DGB-Chef warnt vor einer Jamaika-Koalition für Besserverdienende

dpa-AFX

BERLIN (dpa-AFX) - DGB-Chef Reiner Hoffmann hat Union, FDP und Grüne davor gewarnt, bei Verhandlungen über eine Regierungskoalition die sozial Schwachen aus dem Blick zu verlieren. "Ich hoffe nicht, dass eine Koalition für Besserverdienende entsteht", sagte Hoffmann dem Berliner "Tagesspiegel" (Sonntag). "Das wäre die grundfalsche Antwort auf die Herausforderungen, mit denen wir gerade zu kämpfen haben."

Wenn man wirksame Antworten auf die Rechtspopulisten geben wolle, müsse man "zeigen, dass die soziale Marktwirtschaft funktioniert", sagte der Gewerkschaftsfunktionär. "Da ist Sicherheit auf dem Arbeitsmarkt und in den Sozialsystemen oberstes Gebot."

Die neue Regierung müsse die Tarifbindung in Deutschland stärken, den Niedriglohnsektor "trockenlegen", Frauen aus der Teilzeitfalle befreien und die Renten stabilisieren.
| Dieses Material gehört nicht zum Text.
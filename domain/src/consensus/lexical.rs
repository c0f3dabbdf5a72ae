//! Lexical agreement signal.
//!
//! Counts agreement-indicating and disagreement-indicating terms across a
//! window of messages. A single agreement word directly preceded by a negator
//! (`don't agree`, `not aligned`) counts as disagreement.

use super::text::words;

const AGREEMENT_WORDS: &[&str] = &[
    "agree",
    "agreed",
    "agrees",
    "agreement",
    "concur",
    "concurs",
    "consensus",
    "aligned",
    "endorse",
    "exactly",
    "absolutely",
    "support",
    "supports",
];

const AGREEMENT_PHRASES: &[&str] = &[
    "good point",
    "fair point",
    "well said",
    "makes sense",
    "common ground",
    "on the same page",
    "you're right",
];

const DISAGREEMENT_WORDS: &[&str] = &[
    "disagree",
    "disagrees",
    "disagreement",
    "however",
    "oppose",
    "object",
    "objection",
    "doubt",
    "skeptical",
    "unconvinced",
    "wrong",
    "incorrect",
    "flawed",
    "dispute",
    "reject",
];

const DISAGREEMENT_PHRASES: &[&str] = &[
    "not convinced",
    "on the contrary",
    "i don't think",
    "push back",
    "not so sure",
];

const NEGATORS: &[&str] = &["not", "don't", "dont", "never", "cannot", "can't", "no"];

/// Count `(agreement, disagreement)` terms in one text.
pub fn count_terms(text: &str) -> (usize, usize) {
    let tokens = words(text);
    let mut agree = 0;
    let mut disagree = 0;

    for (i, token) in tokens.iter().enumerate() {
        let negated = i > 0 && NEGATORS.contains(&tokens[i - 1].as_str());
        if AGREEMENT_WORDS.contains(&token.as_str()) {
            if negated {
                disagree += 1;
            } else {
                agree += 1;
            }
        } else if DISAGREEMENT_WORDS.contains(&token.as_str()) {
            disagree += 1;
        }
    }

    let joined = format!(" {} ", tokens.join(" "));
    agree += AGREEMENT_PHRASES
        .iter()
        .map(|p| joined.matches(&format!(" {} ", p)).count())
        .sum::<usize>();
    disagree += DISAGREEMENT_PHRASES
        .iter()
        .map(|p| joined.matches(&format!(" {} ", p)).count())
        .sum::<usize>();

    (agree, disagree)
}

/// Ratio of agreement terms to all indicator terms across `texts`.
///
/// - `1.0` when only agreement terms occur
/// - `0.0` when only disagreement terms occur
/// - `0.5` when neither occurs
pub fn lexical_agreement<'a>(texts: impl IntoIterator<Item = &'a str>) -> f64 {
    let (agree, disagree) = texts
        .into_iter()
        .map(count_terms)
        .fold((0, 0), |(a, d), (x, y)| (a + x, d + y));

    match (agree, disagree) {
        (0, 0) => 0.5,
        (a, d) => a as f64 / (a + d) as f64,
    }
}
//! Core domain concepts shared across all subdomains.
//!
//! - [`error::DomainError`]: domain-level errors
//! - [`string`]: text helpers used when building prompts and previews

pub mod error;
pub mod string;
Der FDP warf Hoffmann vor, die sozialen Sicherungssysteme immer weiter privatisieren zu wollen. "Das heißt, dass Pflegeleistungen an der Börse gehandelt werden." Mit hilfsbedürftigen Menschen möglichst viel Rendite machen zu wollen, vertrage sich aber nicht mit den Ansprüchen an eine soziale Marktwirtschaft.